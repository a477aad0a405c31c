//! Validation-loss bookkeeping for the training loop.
//!
//! [`ValidationMonitor`] folds three end-of-epoch rules over the validation
//! loss:
//!
//! - **save best**: report an improvement whenever the loss is strictly
//!   lower than every previous epoch;
//! - **early stopping**: stop once `patience` consecutive epochs passed
//!   without improvement;
//! - **plateau decay**: multiply the learning rate by `factor` every
//!   `lr_patience` consecutive epochs without improvement.
//!
//! The monitor holds no tensors, so the rules are usable and testable without
//! a tensor backend.

/// Learning-rate multiplier applied on a plateau.
pub const PLATEAU_FACTOR: f64 = 0.5;

/// What the training loop should do after an epoch.
#[derive(Debug, Clone, Copy, PartialEq)]
pub struct EpochDecision {
    /// The loss is a new best; save a checkpoint.
    pub improved: bool,
    /// New learning rate, when the plateau rule fired.
    pub new_lr: Option<f64>,
    /// Stop training after this epoch.
    pub stop: bool,
}

/// Tracks the best validation loss and the stale-epoch counters.
#[derive(Debug, Clone)]
pub struct ValidationMonitor {
    patience: usize,
    lr_patience: usize,
    factor: f64,
    lr: f64,
    best: f64,
    best_epoch: Option<usize>,
    wait: usize,
    lr_wait: usize,
}

impl ValidationMonitor {
    /// Monitor with early-stopping `patience`, plateau patience
    /// `patience / 10` and factor [`PLATEAU_FACTOR`].
    pub fn new(patience: usize, initial_lr: f64) -> Self {
        Self::with_plateau(patience, patience / 10, PLATEAU_FACTOR, initial_lr)
    }

    /// Monitor with explicit plateau settings.
    pub fn with_plateau(patience: usize, lr_patience: usize, factor: f64, initial_lr: f64) -> Self {
        ValidationMonitor {
            patience,
            lr_patience,
            factor,
            lr: initial_lr,
            best: f64::INFINITY,
            best_epoch: None,
            wait: 0,
            lr_wait: 0,
        }
    }

    /// Record the validation loss of `epoch`.
    ///
    /// A non-finite loss never counts as an improvement.
    pub fn observe(&mut self, epoch: usize, val_loss: f64) -> EpochDecision {
        if val_loss < self.best {
            self.best = val_loss;
            self.best_epoch = Some(epoch);
            self.wait = 0;
            self.lr_wait = 0;
            return EpochDecision { improved: true, new_lr: None, stop: false };
        }

        self.wait += 1;
        self.lr_wait += 1;
        let mut new_lr = None;
        if self.lr_wait >= self.lr_patience {
            self.lr *= self.factor;
            self.lr_wait = 0;
            new_lr = Some(self.lr);
        }
        EpochDecision { improved: false, new_lr, stop: self.wait >= self.patience }
    }

    /// Lowest loss seen so far (`inf` before the first epoch).
    pub fn best(&self) -> f64 {
        self.best
    }

    /// Epoch of the lowest loss.
    pub fn best_epoch(&self) -> Option<usize> {
        self.best_epoch
    }

    /// Current learning rate.
    pub fn lr(&self) -> f64 {
        self.lr
    }
}

#[cfg(test)]
mod tests {
    use super::*;

    #[test]
    fn improvement_resets_counters() {
        let mut m = ValidationMonitor::new(3, 1e-3);
        assert!(m.observe(0, 1.0).improved);
        assert!(!m.observe(1, 1.0).improved);
        assert!(m.observe(2, 0.5).improved);
        assert_eq!(m.best_epoch(), Some(2));
        assert!(!m.observe(3, 0.6).stop);
        assert!(!m.observe(4, 0.6).stop);
        assert!(m.observe(5, 0.6).stop);
    }

    #[test]
    fn plateau_halves_lr_every_lr_patience_epochs() {
        // patience 20 -> lr_patience 2.
        let mut m = ValidationMonitor::new(20, 1.0);
        m.observe(0, 1.0);
        assert_eq!(m.observe(1, 2.0).new_lr, None);
        assert_eq!(m.observe(2, 2.0).new_lr, Some(0.5));
        assert_eq!(m.observe(3, 2.0).new_lr, None);
        assert_eq!(m.observe(4, 2.0).new_lr, Some(0.25));
        assert_eq!(m.lr(), 0.25);
    }

    #[test]
    fn small_patience_decays_every_stale_epoch() {
        let mut m = ValidationMonitor::new(5, 1.0);
        m.observe(0, 1.0);
        assert_eq!(m.observe(1, 1.0).new_lr, Some(0.5));
        assert_eq!(m.observe(2, 1.0).new_lr, Some(0.25));
    }

    #[test]
    fn nan_loss_is_not_an_improvement() {
        let mut m = ValidationMonitor::new(1, 1.0);
        let d = m.observe(0, f64::NAN);
        assert!(!d.improved);
        assert!(d.stop);
        assert!(m.best_epoch().is_none());
    }
}
//! End-to-end dispersal/density model using tch-rs (PyTorch Rust bindings).
//!
//! # Architecture
//!
//! ```text
//! genotypes [B, S, n]   locations [B, 2, n]
//!        │                    │
//!        └────────┬───────────┘
//!                 ▼
//!        ┌──────────────────┐
//!        │ FeatureExtractor │  shared conv/pool + dense per combination
//!        └──────────────────┘
//!                 │ [B, P, F]
//!                 ▼
//!        ┌──────────────────┐
//!        │    PyramidNet    │  dense stages + transposed-conv upsampling
//!        └──────────────────┘
//!                 │
//!        ┌────────┴────────┐
//!        ▼                 ▼
//!   dispersal          density
//!  [B, 500, 500]    [B, 500, 500]
//! ```
//!
//! All weights live in one `VarStore` so a checkpoint is a single file. The
//! topology is fully determined by the [`TrainingConfig`] (including its
//! seed), so a checkpoint loads into a model built from the saved config.

use ndarray::{Array2, Array3, Axis};
use std::path::Path;
use tch::{nn, Device, Kind, Tensor};
use tracing::{info, warn};

use crate::channels::ChannelPair;
use crate::config::TrainingConfig;
use crate::dataset::Batch;
use crate::error::{TrainError, TrainResult};
use crate::extractor::FeatureExtractor;
use crate::plan::ModelPlan;
use crate::pyramid::PyramidNet;

// ---------------------------------------------------------------------------
// DispersalModel
// ---------------------------------------------------------------------------

/// Complete dispersal/density model.
pub struct DispersalModel {
    vs: nn::VarStore,
    config: TrainingConfig,
    plan: ModelPlan,
    extractor: FeatureExtractor,
    pyramid: PyramidNet,
}

impl DispersalModel {
    /// Build the model on `device`.
    ///
    /// Seeds libtorch with `config.seed` before any weight is initialised.
    ///
    /// # Errors
    ///
    /// [`TrainError::Config`] when the configuration is invalid or describes
    /// an unsupported topology.
    pub fn new(config: &TrainingConfig, device: Device) -> TrainResult<Self> {
        let plan = ModelPlan::from_config(config)?;
        tch::set_num_threads(config.threads as i32);
        tch::manual_seed(config.seed as i64);

        let vs = nn::VarStore::new(device);
        let (extractor, pyramid) = {
            let root = vs.root();
            (
                FeatureExtractor::new(&(&root / "extractor"), &plan.extractor, &plan.combinations),
                PyramidNet::new(&(&root / "pyramid"), &plan.pyramid)?,
            )
        };

        let model = DispersalModel { vs, config: config.clone(), plan, extractor, pyramid };
        info!(
            parameters = model.num_parameters(),
            device = ?device,
            "model built"
        );
        Ok(model)
    }

    /// Build the model and load weights from `path`.
    pub fn load(path: &Path, config: &TrainingConfig, device: Device) -> TrainResult<Self> {
        if !path.is_file() {
            return Err(TrainError::checkpoint("checkpoint not found", path));
        }
        let mut model = Self::new(config, device)?;
        model
            .vs
            .load(path)
            .map_err(|e| TrainError::checkpoint(format!("cannot load weights: {e}"), path))?;
        info!(path = %path.display(), "loaded checkpoint");
        Ok(model)
    }

    /// Save weights to `path`.
    pub fn save(&self, path: &Path) -> TrainResult<()> {
        self.vs
            .save(path)
            .map_err(|e| TrainError::checkpoint(format!("cannot save weights: {e}"), path))
    }

    /// Feature block only: `[B, pairs, feature_dim]`.
    pub fn features(&self, genotypes: &Tensor, locations: &Tensor) -> Tensor {
        self.extractor.forward(genotypes, locations)
    }

    /// Forward pass with gradient tracking.
    ///
    /// - `genotypes`: `[B, num_snps, n]`
    /// - `locations`: `[B, 2, n]`
    ///
    /// Returns `[B, size_out, size_out]` per channel.
    pub fn forward(&self, genotypes: &Tensor, locations: &Tensor) -> ChannelPair<Tensor> {
        self.pyramid.forward(&self.features(genotypes, locations))
    }

    /// Forward pass without gradient tracking.
    pub fn forward_inference(&self, genotypes: &Tensor, locations: &Tensor) -> ChannelPair<Tensor> {
        tch::no_grad(|| self.forward(genotypes, locations))
    }

    /// Configuration the model was built from.
    pub fn config(&self) -> &TrainingConfig {
        &self.config
    }

    /// Derived topology.
    pub fn plan(&self) -> &ModelPlan {
        &self.plan
    }

    /// Device holding the weights.
    pub fn device(&self) -> Device {
        self.vs.device()
    }

    /// Return all trainable variable tensors.
    pub fn trainable_variables(&self) -> Vec<Tensor> {
        self.vs.trainable_variables()
    }

    /// Count total trainable parameters.
    pub fn num_parameters(&self) -> usize {
        self.vs
            .trainable_variables()
            .iter()
            .map(|t| t.numel())
            .sum()
    }

    /// Access the internal `VarStore` (e.g. to create an optimizer).
    pub fn var_store(&self) -> &nn::VarStore {
        &self.vs
    }
}

/// Device selected by `config.gpu_index`, falling back to the CPU when CUDA
/// is unavailable.
pub fn select_device(config: &TrainingConfig) -> Device {
    match config.gpu_index {
        Some(index) if tch::Cuda::is_available() => Device::Cuda(index),
        Some(index) => {
            warn!(gpu = index, "CUDA is not available, falling back to CPU");
            Device::Cpu
        }
        None => Device::Cpu,
    }
}

// ---------------------------------------------------------------------------
// ndarray <-> Tensor
// ---------------------------------------------------------------------------

/// Copy an `f32` array into a tensor on `device`.
pub fn array3_to_tensor(a: &Array3<f32>, device: Device) -> Tensor {
    let shape: Vec<i64> = a.shape().iter().map(|&d| d as i64).collect();
    let data = a.as_standard_layout();
    let flat = data.as_slice().unwrap_or_default();
    Tensor::from_slice(flat).reshape(shape.as_slice()).to_device(device)
}

/// Batch inputs as `(genotypes, locations)` tensors.
pub fn batch_inputs(batch: &Batch, device: Device) -> (Tensor, Tensor) {
    (array3_to_tensor(&batch.genotypes, device), array3_to_tensor(&batch.locations, device))
}

/// Batch targets as tensors.
pub fn batch_targets(batch: &Batch, device: Device) -> ChannelPair<Tensor> {
    batch.targets.each_ref().map(|_, t| array3_to_tensor(t, device))
}

/// Split a `[B, H, W]` tensor into `B` host arrays.
pub fn tensor_to_maps(t: &Tensor) -> TrainResult<Vec<Array2<f32>>> {
    let size = t.size();
    if size.len() != 3 {
        return Err(TrainError::shape_mismatch(
            vec![0, 0, 0],
            size.iter().map(|&d| d as usize).collect(),
        ));
    }
    let (b, h, w) = (size[0] as usize, size[1] as usize, size[2] as usize);
    let flat = Vec::<f32>::try_from(&t.to_device(Device::Cpu).to_kind(Kind::Float).flatten(0, -1))?;
    let stacked = Array3::from_shape_vec((b, h, w), flat)
        .map_err(|_| TrainError::shape_mismatch(vec![b, h, w], vec![t.numel()]))?;
    Ok(stacked.axis_iter(Axis(0)).map(|m| m.to_owned()).collect())
}

// ---------------------------------------------------------------------------
// Tests
// ---------------------------------------------------------------------------
//! Integration tests for [`dispersenn::ibd`].
//!
//! The line dataset places six individuals on a line and gives each a
//! deterministic ancestry proportion that grows with position, so genetic
//! differentiation increases with distance. The triangle dataset is small
//! enough that every pairwise `a` is known in closed form.

use approx::{assert_abs_diff_eq, assert_relative_eq};
use dispersenn::config::TrainingConfig;
use dispersenn::error::{IbdError, TrainError};
use dispersenn::genotype::{DistanceMetric, GenotypeMatrix, LocationMatrix, Phase};
use dispersenn::ibd::{estimate_replicates, least_squares, IbdEstimator};
use ndarray::Array2;
use rand::rngs::StdRng;
use rand::SeedableRng;
use std::fmt::Write as _;
use std::path::PathBuf;
use tempfile::TempDir;

const N: usize = 6;
const LOCI: usize = 60;

/// Haplotype `a` crosses locus thresholds in order, haplotype `b` in a
/// permuted order, which keeps every interior individual heterozygous
/// somewhere.
fn planted_genotypes() -> GenotypeMatrix {
    let data = Array2::from_shape_fn((LOCI, 2 * N), |(s, c)| {
        let p = (c / 2) as f64 / (N - 1) as f64;
        let locus = if c % 2 == 0 { s } else { (s * 7) % LOCI };
        u8::from(p > (locus as f64 + 0.5) / LOCI as f64)
    });
    GenotypeMatrix::new(data, Phase::Phased).unwrap()
}

fn line_locations() -> LocationMatrix {
    let points: Vec<(f64, f64)> = (0..N).map(|i| (i as f64, 0.0)).collect();
    LocationMatrix::from_points(&points, N).unwrap()
}

/// Three individuals, phased.
///
/// Loci 0..3: individual `k` alone is heterozygous at locus `k`, so every
/// pair has within sum of squares 1 and `D = 3 / (2 · 3) = 1/2`; each pair
/// picks up `(2 · ¼ − 1) / 4 = −1/8` from these loci.
///
/// The remaining `derived` loci: individual 2 is homozygous derived and the
/// others ancestral, adding `¼` to pairs (0,2) and (1,2) only.
///
/// Hence `a_01 = −1/4` and `a_02 = a_12 = derived/2 − 1/4`.
fn triangle_genotypes(derived: usize) -> GenotypeMatrix {
    let data = Array2::from_shape_fn((3 + derived, 6), |(s, c)| {
        let individual = c / 2;
        let het = s < 3 && s == individual && c % 2 == 1;
        let hom = s >= 3 && individual == 2;
        u8::from(het || hom)
    });
    GenotypeMatrix::new(data, Phase::Phased).unwrap()
}

/// `d_01 = 1`, `d_02 = d_12 = e`, so `ln d` is 0, 1, 1.
fn triangle_locations() -> LocationMatrix {
    let e = std::f64::consts::E;
    let apex = (0.5, (e * e - 0.25).sqrt());
    LocationMatrix::from_points(&[(0.0, 0.0), (1.0, 0.0), apex], 3).unwrap()
}

/// Similarity is affine in log distance with slope `derived / 2`.
#[test]
fn triangle_recovers_planted_slope() {
    let est = IbdEstimator::new(DistanceMetric::Euclidean);
    for (derived, slope) in [(1, 0.5), (3, 1.5)] {
        let res = est
            .estimate(&triangle_genotypes(derived), &triangle_locations(), &mut StdRng::seed_from_u64(0))
            .unwrap();

        assert_eq!(res.n, 3);
        for (got, want) in res.log_distances.iter().zip([0.0, 1.0, 1.0]) {
            assert_abs_diff_eq!(*got, want, epsilon = 1e-12);
        }
        let high = slope - 0.25;
        for (got, want) in res.similarities.iter().zip([-0.25, high, high]) {
            assert_relative_eq!(*got, want, epsilon = 1e-12);
        }
        assert_relative_eq!(res.fit.slope, slope, epsilon = 1e-12);
        assert_relative_eq!(res.fit.intercept, -0.25, epsilon = 1e-12);
        assert_relative_eq!(res.fit.r2, 1.0, epsilon = 1e-12);
        assert_relative_eq!(res.nw, 1.0 / slope, epsilon = 1e-12);
    }
}

/// Differentiation grows with log distance on the line.
#[test]
fn line_differentiation_grows_with_distance() {
    let res = IbdEstimator::new(DistanceMetric::Euclidean)
        .estimate(&planted_genotypes(), &line_locations(), &mut StdRng::seed_from_u64(1))
        .unwrap();

    assert_eq!(res.n, N);
    assert_eq!(res.similarities.len(), N * (N - 1) / 2);
    assert!(res.fit.slope > 0.0, "slope = {}", res.fit.slope);
    assert!((0.0..=1.0).contains(&res.fit.r2));
    assert_abs_diff_eq!(res.nw, 1.0 / res.fit.slope, epsilon = 1e-12);
}

/// Phased input never consumes randomness, so any seed gives the same fit.
#[test]
fn phased_estimate_is_seed_independent() {
    let est = IbdEstimator::new(DistanceMetric::Euclidean);
    let a = est.estimate(&planted_genotypes(), &line_locations(), &mut StdRng::seed_from_u64(1)).unwrap();
    let b = est.estimate(&planted_genotypes(), &line_locations(), &mut StdRng::seed_from_u64(99)).unwrap();
    assert_eq!(a, b);
}

/// Unphased heterozygote splitting is reproducible for a fixed seed.
#[test]
fn unphased_estimate_is_seeded() {
    let phased = planted_genotypes();
    let g = phased.view();
    let dosage = Array2::from_shape_fn((LOCI, N), |(s, i)| g[[s, 2 * i]] + g[[s, 2 * i + 1]]);
    let unphased = GenotypeMatrix::new(dosage, Phase::Unphased).unwrap();

    let est = IbdEstimator::new(DistanceMetric::Euclidean);
    let a = est.estimate(&unphased, &line_locations(), &mut StdRng::seed_from_u64(5)).unwrap();
    let b = est.estimate(&unphased, &line_locations(), &mut StdRng::seed_from_u64(5)).unwrap();
    assert_eq!(a, b);
    assert!((0.0..=1.0).contains(&a.fit.r2));
}

/// Dosages outside {0, 1, 2} are reported with their position.
#[test]
fn invalid_dosage_is_reported() {
    let mut data = Array2::<u8>::ones((3, 3));
    data[[1, 2]] = 3;
    let g = GenotypeMatrix::new(data, Phase::Unphased).unwrap();
    let locs = LocationMatrix::from_points(&[(0.0, 0.0), (1.0, 0.0), (2.0, 0.0)], 3).unwrap();
    let err = IbdEstimator::new(DistanceMetric::Euclidean)
        .estimate(&g, &locs, &mut StdRng::seed_from_u64(0))
        .unwrap_err();
    assert!(matches!(err, IbdError::InvalidDosage { value: 3, snp: 1, individual: 2 }), "{err:?}");
}

/// Fewer location columns than genotyped individuals is a mismatch.
#[test]
fn missing_locations_are_a_mismatch() {
    let locs = LocationMatrix::from_points(&[(0.0, 0.0), (1.0, 0.0)], 2).unwrap();
    let err = IbdEstimator::default()
        .estimate(&planted_genotypes(), &locs, &mut StdRng::seed_from_u64(0))
        .unwrap_err();
    assert!(matches!(err, IbdError::SampleMismatch { genotypes: 6, locations: 2 }));
}

#[test]
fn least_squares_r2_of_noisy_line() {
    let x = [0.0, 1.0, 2.0, 3.0];
    let y = [0.1, 0.9, 2.1, 2.9];
    let fit = least_squares(&x, &y).unwrap();
    assert!(fit.slope > 0.9 && fit.slope < 1.0);
    assert!(fit.r2 > 0.95 && fit.r2 < 1.0);
}

// ---------------------------------------------------------------------------
// Replicates from files
// ---------------------------------------------------------------------------

/// Write the line dataset as a phased VCF plus a locations file.
fn write_line_inputs(dir: &TempDir) -> (PathBuf, PathBuf) {
    let g = planted_genotypes();
    let g = g.view();
    let mut text = String::from("##fileformat=VCFv4.2\n#CHROM\tPOS\tID\tREF\tALT\tQUAL\tFILTER\tINFO\tFORMAT");
    for i in 0..N {
        write!(text, "\ti{i}").unwrap();
    }
    text.push('\n');
    for s in 0..LOCI {
        write!(text, "1\t{}\t.\tA\tG\t.\tPASS\t.\tGT", s + 1).unwrap();
        for i in 0..N {
            write!(text, "\t{}|{}", g[[s, 2 * i]], g[[s, 2 * i + 1]]).unwrap();
        }
        text.push('\n');
    }
    let vcf = dir.path().join("line.vcf");
    std::fs::write(&vcf, text).unwrap();

    let locs = dir.path().join("line.locs");
    let lines: String = (0..N).map(|i| format!("{i} 0\n")).collect();
    std::fs::write(&locs, lines).unwrap();
    (vcf, locs)
}

fn replicate_config(num_reps: usize) -> TrainingConfig {
    TrainingConfig { num_snps: 40, phase: 2, polarize: 1, num_reps, seed: 11, ..TrainingConfig::default() }
}

#[test]
fn replicates_follow_num_reps() {
    let dir = TempDir::new().unwrap();
    let (vcf, locs) = write_line_inputs(&dir);

    let reps = estimate_replicates(&vcf, &locs, None, &replicate_config(3), DistanceMetric::Euclidean).unwrap();
    assert_eq!(reps.len(), 3);
    for (k, r) in reps.iter().enumerate() {
        assert_eq!(r.rep, k);
        assert_eq!(r.result.n, N);
        assert_abs_diff_eq!(r.sampling_width, 5.0, epsilon = 1e-12);
    }

    let again = estimate_replicates(&vcf, &locs, None, &replicate_config(3), DistanceMetric::Euclidean).unwrap();
    assert_eq!(reps, again);

    let one = estimate_replicates(&vcf, &locs, None, &replicate_config(1), DistanceMetric::Euclidean).unwrap();
    assert_eq!(one[0], reps[0]);
}

#[test]
fn replicates_reject_bad_polarize() {
    let dir = TempDir::new().unwrap();
    let (vcf, locs) = write_line_inputs(&dir);
    let config = TrainingConfig { polarize: 0, ..replicate_config(1) };
    let err = estimate_replicates(&vcf, &locs, None, &config, DistanceMetric::Euclidean).unwrap_err();
    assert!(matches!(err, TrainError::Dataset(_)), "{err:?}");
}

- - - -

**TASK OBJECTIVE:** Find the line with "for s in 0..LOCI" in the material above. Reproduce it and each line after it up to and including the line with "None, &replicate_config(1), DistanceMetric::Euclidean).unwrap();".

**ANSWER FOR THIS EXERCISE:**
    for s in 0..LOCI {
        write!(text, "1\t{}\t.\tA\tG\t.\tPASS\t.\tGT", s + 1).unwrap();
        for i in 0..N {
            write!(text, "\t{}|{}", g[[s, 2 * i]], g[[s, 2 * i + 1]]).unwrap();
        }
        text.push('\n');
    }
    let vcf = dir.path().join("line.vcf");
    std::fs::write(&vcf, text).unwrap();

    let locs = dir.path().join("line.locs");
    let lines: String = (0..N).map(|i| format!("{i} 0\n")).collect();
    std::fs::write(&locs, lines).unwrap();
    (vcf, locs)
}

fn replicate_config(num_reps: usize) -> TrainingConfig {
    TrainingConfig { num_snps: 40, phase: 2, polarize: 1, num_reps, seed: 11, ..TrainingConfig::default() }
}

#[test]
fn replicates_follow_num_reps() {
    let dir = TempDir::new().unwrap();
    let (vcf, locs) = write_line_inputs(&dir);

    let reps = estimate_replicates(&vcf, &locs, None, &replicate_config(3), DistanceMetric::Euclidean).unwrap();
    assert_eq!(reps.len(), 3);
    for (k, r) in reps.iter().enumerate() {
        assert_eq!(r.rep, k);
        assert_eq!(r.result.n, N);
        assert_abs_diff_eq!(r.sampling_width, 5.0, epsilon = 1e-12);
    }

    let again = estimate_replicates(&vcf, &locs, None, &replicate_config(3), DistanceMetric::Euclidean).unwrap();
    assert_eq!(reps, again);

    let one = estimate_replicates(&vcf, &locs, None, &replicate_config(1), DistanceMetric::Euclidean).unwrap();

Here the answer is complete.